What needs to be done => Would you repeat every line of the data exactly?

Stored data entries =>
● ● ●

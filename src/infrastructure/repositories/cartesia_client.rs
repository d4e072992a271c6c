use std::time::Duration;

use reqwest::{Client, RequestBuilder, Response};

use super::upstream_error::UpstreamError;
use crate::infrastructure::config::Config;

pub const CARTESIA_VERSION_HEADER: &str = "Cartesia-Version";

/// Thin wrapper over `reqwest::Client` that knows the Cartesia base URL and
/// attaches the standard headers (bearer credential + API version).
#[derive(Debug, Clone)]
pub struct CartesiaClient {
    http_client: Client,
    base_url: String,
    api_version: String,
}

impl CartesiaClient {
    pub fn new(base_url: &str, api_version: &str, timeout: Duration) -> Result<Self, reqwest::Error> {
        let http_client = Client::builder().timeout(timeout).build()?;

        Ok(Self {
            http_client,
            base_url: base_url.trim_end_matches('/').to_string(),
            api_version: api_version.to_string(),
        })
    }

    pub fn from_config(config: &Config) -> Result<Self, reqwest::Error> {
        Self::new(
            &config.cartesia_api_url,
            &config.cartesia_api_version,
            Duration::from_millis(config.cartesia_timeout_ms),
        )
    }

    pub fn url(&self, path: &str) -> String {
        format!("{}{}", self.base_url, path)
    }

    pub fn get(&self, path: &str, bearer_token: &str) -> RequestBuilder {
        self.with_headers(self.http_client.get(self.url(path)), bearer_token)
    }

    pub fn post(&self, path: &str, bearer_token: &str) -> RequestBuilder {
        self.with_headers(self.http_client.post(self.url(path)), bearer_token)
    }

    fn with_headers(&self, builder: RequestBuilder, bearer_token: &str) -> RequestBuilder {
        builder
            .bearer_auth(bearer_token)
            .header(CARTESIA_VERSION_HEADER, &self.api_version)
    }
}

/// Send a request and turn transport failures and non-2xx statuses into
/// an `UpstreamError`. Successful responses are returned untouched.
pub async fn send_checked(request: RequestBuilder) -> Result<Response, UpstreamError> {
    let response = request.send().await.map_err(UpstreamError::transport)?;

    let status = response.status();
    if status.is_success() {
        return Ok(response);
    }

    let headers = response.headers().clone();
    let body = response.bytes().await.unwrap_or_default();
    Err(UpstreamError::from_response(status, &headers, &body))
}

● ● ●

Result of this exercise =>
filename src/infrastructure/repositories/cartesia_client.rs
repository d4e072992a271c6c
use std::time::Duration;

use reqwest::{Client, RequestBuilder, Response};

use super::upstream_error::UpstreamError;
use crate::infrastructure::config::Config;

pub const CARTESIA_VERSION_HEADER: &str = "Cartesia-Version";

/// Thin wrapper over `reqwest::Client` that knows the Cartesia base URL and
/// attaches the standard headers (bearer credential + API version).
#[derive(Debug, Clone)]
pub struct CartesiaClient {
    http_client: Client,
    base_url: String,
    api_version: String,
}

impl CartesiaClient {
    pub fn new(base_url: &str, api_version: &str, timeout: Duration) -> Result<Self, reqwest::Error> {
        let http_client = Client::builder().timeout(timeout).build()?;

        Ok(Self {
            http_client,
            base_url: base_url.trim_end_matches('/').to_string(),
            api_version: api_version.to_string(),
        })
    }

    pub fn from_config(config: &Config) -> Result<Self, reqwest::Error> {
        Self::new(
            &config.cartesia_api_url,
            &config.cartesia_api_version,
            Duration::from_millis(config.cartesia_timeout_ms),
        )
    }

    pub fn url(&self, path: &str) -> String {
        format!("{}{}", self.base_url, path)
    }

    pub fn get(&self, path: &str, bearer_token: &str) -> RequestBuilder {
        self.with_headers(self.http_client.get(self.url(path)), bearer_token)
    }

    pub fn post(&self, path: &str, bearer_token: &str) -> RequestBuilder {
        self.with_headers(self.http_client.post(self.url(path)), bearer_token)
    }

    fn with_headers(&self, builder: RequestBuilder, bearer_token: &str) -> RequestBuilder {
        builder
            .bearer_auth(bearer_token)
            .header(CARTESIA_VERSION_HEADER, &self.api_version)
    }
}

/// Send a request and turn transport failures and non-2xx statuses into
/// an `UpstreamError`. Successful responses are returned untouched.
pub async fn send_checked(request: RequestBuilder) -> Result<Response, UpstreamError> {
    let response = request.send().await.map_err(UpstreamError::transport)?;

    let status = response.status();
    if status.is_success() {
        return Ok(response);
    }

    let headers = response.headers().clone();
    let body = response.bytes().await.unwrap_or_default();
    Err(UpstreamError::from_response(status, &headers, &body))
}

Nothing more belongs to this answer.